With mounting debt, the club was sold to Dave Whelan, then owner of Wigan Warriors and current Wigan Athletic chairman. Following his takeover of the club, and the death of the landlord, the ground and its surrounding land was sold to Mr. Whelan's company, Whelco Holdings. After several successful seasons, Whelan withdrew his financial backing and the club again began to struggle, Whelan charging £1,000 per match to use the stadium. This excessive rent, coupled with Whelan's decision to ban the club from accessing the clubhouse, forced the club to relocate to playing fields at St John Rigby college for the 2007–08 season.

===2007–2019: Wigan Warriors Training Complex and Development Squad===

In January 2007, the clubhouse was converted into a state of the art training facility for the Wigan Warriors Rugby League Club.

The pitch is currently used for training and Wigan Academy games. Wigan chairman Ian Lenagan has recently suggested that he will be investing in ground improvements to enable the Warriors to play lower-key games in the near future. While the ground has a technical capacity of 5,300, the safety certificate only allows 3,000 at present, due partly to damaged terracing. Expected improvements would be replacement of this terracing and a permanent food and drink outlet. As of the 2008 season, fans have been banned from parking inside the ground and have faced increased admission prices.

On 7 July 2008 Wigan Warriors announced a new three year sponsorship deal with the Co-operative and as part of the deal changed Edge Hall Road to The Co-operative Community Stadium. In April 2013 the ground was renamed The Wigan Laundry Company Community Stadium after a draw. Twelve months later, the naming rights went to Solid Strip.

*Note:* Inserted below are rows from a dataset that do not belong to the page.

// SPDX-License-Identifier: Apache-2.0

// Model-based checks of ChainedHashTable against std's HashMap

use std::collections::HashMap;
use std::sync::{Arc, Mutex};

use chainjson::{ChainedHashTable, KeyNotFound, DEFAULT_CAPACITY, EXPANSION_JITTER};
use proptest::prelude::*;

#[derive(Debug, Clone)]
enum Op {
    Set(u8, i32),
    Remove(u8),
    Clear,
}

fn op_strategy() -> impl Strategy<Value = Op> {
    prop_oneof![
        6 => (any::<u8>(), any::<i32>()).prop_map(|(k, v)| Op::Set(k, v)),
        3 => any::<u8>().prop_map(Op::Remove),
        1 => Just(Op::Clear),
    ]
}

proptest! {
    /// Every operation agrees with HashMap, and afterwards the size equals the
    /// number of keys for which `get` succeeds.
    #[test]
    fn test_matches_hashmap_model(ops in prop::collection::vec(op_strategy(), 0..200)) {
        let mut table = ChainedHashTable::new();
        let mut model = HashMap::new();

        for op in ops {
            match op {
                Op::Set(k, v) => prop_assert_eq!(table.set(k, v), model.insert(k, v)),
                Op::Remove(k) => prop_assert_eq!(table.remove(&k), model.remove(&k)),
                Op::Clear => {
                    table.clear();
                    model.clear();
                    prop_assert_eq!(table.capacity(), DEFAULT_CAPACITY);
                }
            }
            prop_assert_eq!(table.len(), model.len());
        }

        let found = (0..=u8::MAX).filter(|k| table.get(k).is_ok()).count();
        prop_assert_eq!(found, table.len());
        for (k, v) in &model {
            prop_assert_eq!(table.get(k), Ok(v));
            prop_assert!(table.contains_key(k));
        }
        prop_assert_eq!(table.iter().len(), model.len());
    }

    #[test]
    fn test_set_then_get(pairs in prop::collection::vec((any::<String>(), any::<i64>()), 1..100)) {
        let mut table = ChainedHashTable::new();
        for (k, v) in &pairs {
            table.set(k.clone(), *v);
            prop_assert_eq!(table.get(k.as_str()), Ok(v));
        }
    }

    #[test]
    fn test_remove_then_get_fails(keys in prop::collection::hash_set(any::<u16>(), 1..60)) {
        let mut table: ChainedHashTable<u16, u16> = keys.iter().map(|&k| (k, k)).collect();
        for k in &keys {
            prop_assert_eq!(table.remove(k), Some(*k));
            prop_assert_eq!(table.get(k), Err(KeyNotFound));
            prop_assert_eq!(table.remove(k), None);
        }
        prop_assert!(table.is_empty());
    }
}

#[test]
fn test_expansion_preserves_pairs() {
    let mut table = ChainedHashTable::new();
    let mut capacities = vec![table.capacity()];
    for i in 0..500 {
        table.set(i, i * 2);
        if *capacities.last().unwrap() != table.capacity() {
            capacities.push(table.capacity());
        }
    }

    assert_eq!(table.len(), 500);
    for i in 0..500 {
        assert_eq!(table.get(&i), Ok(&(i * 2)));
    }

    // Each expansion lands in [2c, 2c + jitter)
    for window in capacities.windows(2) {
        let (old, new) = (window[0], window[1]);
        assert!(new >= 2 * old && new < 2 * old + EXPANSION_JITTER, "{old} -> {new}");
    }
    assert!(table.len() as f64 <= table.capacity() as f64 * 0.5 + 1.0);
}

#[test]
fn test_expansion_is_reported() {
    let messages = Arc::new(Mutex::new(Vec::new()));
    let sink = Arc::clone(&messages);
    let mut table = ChainedHashTable::new()
        .with_reporter(move |message: &str| sink.lock().unwrap().push(message.to_string()));

    for i in 0..7 {
        table.set(i, ());
    }

    let messages = messages.lock().unwrap();
    assert_eq!(messages.len(), 1, "{messages:?}");
    let expected = format!("Expanding to {} elements.", table.capacity());
    assert_eq!(messages[0], expected);
}

#[test]
fn test_clear_is_idempotent() {
    let mut table: ChainedHashTable<&str, i32> = [("a", 1), ("b", 2)].into_iter().collect();
    table.clear();
    let once = table.clone();
    table.clear();
    assert_eq!(table, once);
    assert!(table.is_empty());
    assert_eq!(table.capacity(), DEFAULT_CAPACITY);
}

#[test]
fn test_equality_is_order_insensitive() {
    let forward: ChainedHashTable<i32, i32> = (0..50).map(|i| (i, -i)).collect();
    let backward: ChainedHashTable<i32, i32> = (0..50).rev().map(|i| (i, -i)).collect();
    assert_eq!(forward, backward);

    let mut changed = backward.clone();
    changed.set(3, 0);
    assert_ne!(forward, changed);
}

===2024–present: Wigan Athletic Women and Wigan Warriors Women===
In May 2024, a joint statement by Wigan Athletic and Wigan Warriors announced that Edge Hall Road would be redeveloped as an elite training centre for women's football and rugby league, with the facility to be immediately used as the home ground for the football club with their inaugural season being 2024/25. Wigan Warriors made the venue their home ground ahead of the 2026 season, moving from the Robin Park Arena.